Los Alamos and nCorium are co-sponsoring, along with other partners in EMC3, components in a laboratory, at the Ultra-Scale Systems Research (USRC) center associated with EMC3, to explore and evaluate data acceleration methods and techniques for data moved to and from other machines and storage devices. nCorium’s acceleration capabilities to move data faster to and from other machines and storage devices could be a significant contributor to future efficient ultra-scale computing capabilities.

We are excited to be working with nCorium to explore moving data multiple times faster than current approaches while adding value to the data as it moves,” said Gary Grider, HPC Division Leader at Los Alamos. “The prospect of using far less data movement/storage nodes in our environment while providing more in-flight data manipulation is an important step towards the higher efficiencies that the EMC3 seeks.”

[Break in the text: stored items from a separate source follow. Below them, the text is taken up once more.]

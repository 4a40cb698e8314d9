//! Provider and profile names that together identify one shared credential.
//!
//! Names are free-form: any non-empty string is accepted so that records written by other
//! tooling never turn into cache misses because of stricter naming rules on this side.

// std
use std::borrow::Borrow;
// self
use crate::_prelude::*;

macro_rules! credential_name {
	($(#[$meta:meta])* $name:ident => $kind:literal) => {
		$(#[$meta])*
		#[derive(Clone, PartialEq, Eq, PartialOrd, Ord, Hash, Serialize, Deserialize)]
		#[serde(try_from = "String", into = "String")]
		pub struct $name(String);
		impl $name {
			/// Creates a name, rejecting empty values.
			pub fn new(value: impl Into<String>) -> Result<Self, IdentifierError> {
				let value = value.into();

				if value.is_empty() {
					return Err(IdentifierError::Empty { kind: $kind });
				}

				Ok(Self(value))
			}

			/// Returns the name as a string slice.
			pub fn as_str(&self) -> &str {
				&self.0
			}
		}
		impl AsRef<str> for $name {
			fn as_ref(&self) -> &str {
				&self.0
			}
		}
		impl Borrow<str> for $name {
			fn borrow(&self) -> &str {
				&self.0
			}
		}
		impl TryFrom<String> for $name {
			type Error = IdentifierError;

			fn try_from(value: String) -> Result<Self, Self::Error> {
				Self::new(value)
			}
		}
		impl From<$name> for String {
			fn from(value: $name) -> Self {
				value.0
			}
		}
		impl FromStr for $name {
			type Err = IdentifierError;

			fn from_str(s: &str) -> Result<Self, Self::Err> {
				Self::new(s)
			}
		}
		impl Debug for $name {
			fn fmt(&self, f: &mut Formatter) -> FmtResult {
				write!(f, "{}({:?})", $kind, self.0)
			}
		}
		impl Display for $name {
			fn fmt(&self, f: &mut Formatter) -> FmtResult {
				f.write_str(&self.0)
			}
		}
	};
}

/// Error returned when a provider or profile name is rejected.
#[derive(Clone, Debug, PartialEq, Eq, ThisError)]
pub enum IdentifierError {
	/// The name was an empty string.
	#[error("{kind} name cannot be empty.")]
	Empty {
		/// Which name was rejected (`Provider` or `Profile`).
		kind: &'static str,
	},
}

credential_name! {
	/// OAuth provider that minted a credential, e.g. `anthropic`.
	ProviderId => "Provider"
}
credential_name! {
	/// Account or profile registered with a provider.
	ProfileId => "Profile"
}
impl ProfileId {
	/// Profile name used in identity keys when a record carries no explicit profile.
	pub const DEFAULT: &'static str = "default";
}
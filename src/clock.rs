//! Epoch-millisecond helpers shared by token and lock records.
//!
//! Both record kinds persist instants as integer milliseconds since the Unix epoch so that
//! files written by other tooling (or older versions of this crate) stay readable.

// crates.io
use serde::{Deserializer, Serializer, de::Error as DeError};
// self
use crate::_prelude::*;

/// Converts an instant into whole milliseconds since the Unix epoch.
pub fn to_unix_millis(instant: OffsetDateTime) -> i64 {
	i64::try_from(instant.unix_timestamp_nanos() / 1_000_000).unwrap_or(i64::MAX)
}

/// Builds an instant from milliseconds since the Unix epoch.
pub fn from_unix_millis(millis: i64) -> Option<OffsetDateTime> {
	OffsetDateTime::from_unix_timestamp_nanos(i128::from(millis) * 1_000_000).ok()
}

/// Drops sub-millisecond precision so persisted instants compare equal after a round-trip.
pub fn truncate_to_millis(instant: OffsetDateTime) -> OffsetDateTime {
	from_unix_millis(to_unix_millis(instant)).unwrap_or(instant)
}

/// Current UTC instant truncated to millisecond precision.
pub fn now_millis() -> OffsetDateTime {
	truncate_to_millis(OffsetDateTime::now_utc())
}

/// Serde adapter for `OffsetDateTime` <-> epoch milliseconds.
pub mod unix_millis {
	use super::*;

	/// Serializes an instant as epoch milliseconds.
	pub fn serialize<S>(instant: &OffsetDateTime, serializer: S) -> Result<S::Ok, S::Error>
	where
		S: Serializer,
	{
		serializer.serialize_i64(to_unix_millis(*instant))
	}

	/// Deserializes epoch milliseconds into an instant.
	pub fn deserialize<'de, D>(deserializer: D) -> Result<OffsetDateTime, D::Error>
	where
		D: Deserializer<'de>,
	{
		let millis = i64::deserialize(deserializer)?;

		from_unix_millis(millis)
			.ok_or_else(|| D::Error::custom(format!("timestamp {millis} is out of range")))
	}

	/// Same as the parent module but for optional instants.
	pub mod option {
		use super::*;

		/// Serializes an optional instant as epoch milliseconds (or `null`).
		pub fn serialize<S>(
			instant: &Option<OffsetDateTime>,
			serializer: S,
		) -> Result<S::Ok, S::Error>
		where
			S: Serializer,
		{
			match instant {
				Some(instant) => serializer.serialize_some(&to_unix_millis(*instant)),
				None => serializer.serialize_none(),
			}
		}

		/// Deserializes optional epoch milliseconds.
		pub fn deserialize<'de, D>(deserializer: D) -> Result<Option<OffsetDateTime>, D::Error>
		where
			D: Deserializer<'de>,
		{
			match Option::<i64>::deserialize(deserializer)? {
				Some(millis) => from_unix_millis(millis)
					.map(Some)
					.ok_or_else(|| D::Error::custom(format!("timestamp {millis} is out of range"))),
				None => Ok(None),
			}
		}
	}
}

EMC3 investigates ultra-scale computing architectures, systems and environments that can achieve higher efficiencies in extreme scale mission centric computing. The primary focus is on the most demanding multi-physics applications involving largely unstructured/sparse problems that require a good balance of compute, memory size, memory bandwidth, network, I/O and fast and efficient storage capabilities. Key metrics will center around efficient usable operations per watt per dollar spent of programmer time.

EMC3’s mission of an ultra-efficient compute and storage infrastructure is very much in alignment with nCorium’s vision for next generation infrastructure. We are honored to join the consortium,” said Arvindh Lalam, CEO and Founder of nCorium. “We have found Gary and the Los Alamos team to be great technical partners and are thrilled to collaborate for the mission needs.”

In this consortium, HPC consumer organizations, researchers and system developers can collaborate together to attack this challenging problem of higher efficiency extreme scale, mission-centric computing. The HPC consumer base, along with national and international HPC component and system developers, are encouraged to join EMC3.